Food for mandarin

amperidot

New member
I have had my 40 gallon tank set up for about six months, filled with live rock and not much else aside from a twinspot goby, snails, some polyps and a mandarin. I want to make sure that I am getting enough food to my mandarin and goby. I am considering adding a refugium so the little critters have a safe place to reproduce before getting picked off, and was wondering if I'd be better off with an in-tank refugium, or if I should build a sump under my tank with a refugium and if they'd make their way into the main tank from there?
 
He's a green mandarin, and I haven't had him long. He is looking healthy, I just want to make sure I don't accidentally starve him by not providing enough pods. I used to have a bunch in my tank, but now I can never seem to find them, so I am a bit concerned that he has depleted their numbers.
 
Pods can get through a pump. A 20 gallon fuge, which can be part of your sump, is your best bet. 40 gallons with a lot of rock is very, very very small to support a single small mandy. SUggest you go for the biggest fuge you can possibly manage, with rock./coral rubble and a mass of cheato moss , or I fear he will not have a long future.
 
Having a fuge really is ideal, I would do the sump, it's a better way to go really and can house other things as well, heater, skimmer.
Either that or HO fuge, but I would get one of the two on there before too long.
 
I would suggest Watching him during feeding time. Find out any food that might interest it. Mine will eat live brine shrimp. So that's a pretty easy food to access as the pet store close to my house sells those for cheap.
 
Any food intake is a drop in the bucket, it's about their metabolism and need to be constantly eating, 1-3 pods per minute, it really ads up
 
+1 to dave, though I do think a half dozen mysis shrimp are work a few hundred copepods, just based on size.

I would try and do both. The sump with less rocks would be ideal for more equipment down the road if you want.

Also look up copepod motel (or hotel or apartment or something like that) the idea is basically to grow pods in small removable units (filter bag glass jar with holes filled with rock rubble or chaeto) and have one or two in the tank and extras in the sump or HOB and change them out every few weeks. Saw this really cool post about someone that used a blow torch to melt holes (smaller than the fish) in clear glass bottles and filled the bottles with chaeto and just left those in the tank. Idea was cool but the DIY effort seemed excessive.

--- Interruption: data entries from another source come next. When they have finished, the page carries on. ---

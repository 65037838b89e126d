use crate::sample_record::SampleRecord;
use crate::utils::round_float;
use serde::{Deserialize, Serialize};
use std::fmt::{Display, Formatter};

/// Aggregated totals of a run, printed periodically and once after shutdown.
#[derive(Debug, Clone, Copy, Serialize, Deserialize, PartialEq, Default, derive_new::new)]
pub struct RunSummary {
    #[serde(serialize_with = "round_float")]
    pub elapsed_secs: f64,
    pub inserts: u64,
    #[serde(serialize_with = "round_float")]
    pub insert_secs_average: f64,
    pub selects: u64,
    #[serde(serialize_with = "round_float")]
    pub select_secs_average: f64,
    pub timeouts: u64,
}

impl RunSummary {
    pub fn inserts_per_second(&self) -> f64 {
        if self.elapsed_secs <= 0.0 {
            return 0.0;
        }
        self.inserts as f64 / self.elapsed_secs
    }

    pub fn selects_per_second(&self) -> f64 {
        if self.elapsed_secs <= 0.0 {
            return 0.0;
        }
        self.selects as f64 / self.elapsed_secs
    }
}

impl From<&SampleRecord> for RunSummary {
    fn from(record: &SampleRecord) -> Self {
        Self {
            elapsed_secs: record.elapsed_secs,
            inserts: record.inserts,
            insert_secs_average: record.insert_secs_average,
            selects: record.selects,
            select_secs_average: record.select_secs_average,
            timeouts: record.timeouts,
        }
    }
}

impl Display for RunSummary {
    fn fmt(&self, f: &mut Formatter<'_>) -> std::fmt::Result {
        writeln!(f)?;
        writeln!(f, "  Elapsed sec: {:.2}", self.elapsed_secs)?;
        writeln!(f, "  Inserts: {}", self.inserts)?;
        writeln!(f, "  Sec/insert: {:.8}", self.insert_secs_average)?;
        writeln!(f, "  Selects: {}", self.selects)?;
        writeln!(f, "  Sec/select: {:.4}", self.select_secs_average)?;
        writeln!(f, "  Timeouts: {}", self.timeouts)?;
        writeln!(f)
    }
}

You can also buy food for the goby. Bottled copepods are helpful (very expensive though) as long as you get the right ones (tigerpods for example are a cold water species of pod and are no good for your setup i would imagine). Nutrimar Ova is fish eggs and is relatively inexpensive and is used by ORA to start training their dragonets to eat commercial food. I have had luck with brine shrimp soaked in garlic, mine now eats mysis, though no pellets or flake. Take a look at the Foster and Smith live aquaria website. Their live food brand explains the type of food you would need, though the LFS probably sells it too.
 
+1 to dave, though I do think a half dozen mysis shrimp are work a few hundred copepods, just based on size.

I would try and do both. The sump with less rocks would be ideal for more equipment down the road if you want.

Also look up copepod motel (or hotel or apartment or something like that) the idea is basically to grow pods in small removable units (filter bag glass jar with holes filled with rock rubble or chaeto) and have one or two in the tank and extras in the sump or HOB and change them out every few weeks. Saw this really cool post about someone that used a blow torch to melt holes (smaller than the fish) in clear glass bottles and filled the bottles with chaeto and just left those in the tank. Idea was cool but the DIY effort seemed excessive.

You can also buy food for the goby. Bottled copepods are helpful (very expensive though) as long as you get the right ones (tigerpods for example are a cold water species of pod and are no good for your setup i would imagine). Nutrimar Ova is fish eggs and is relatively inexpensive and is used by ORA to start training their dragonets to eat commercial food. I have had luck with brine shrimp soaked in garlic, mine now eats mysis, though no pellets or flake. Take a look at the Foster and Smith live aquaria website. Their live food brand explains the type of food you would need, though the LFS probably sells it too.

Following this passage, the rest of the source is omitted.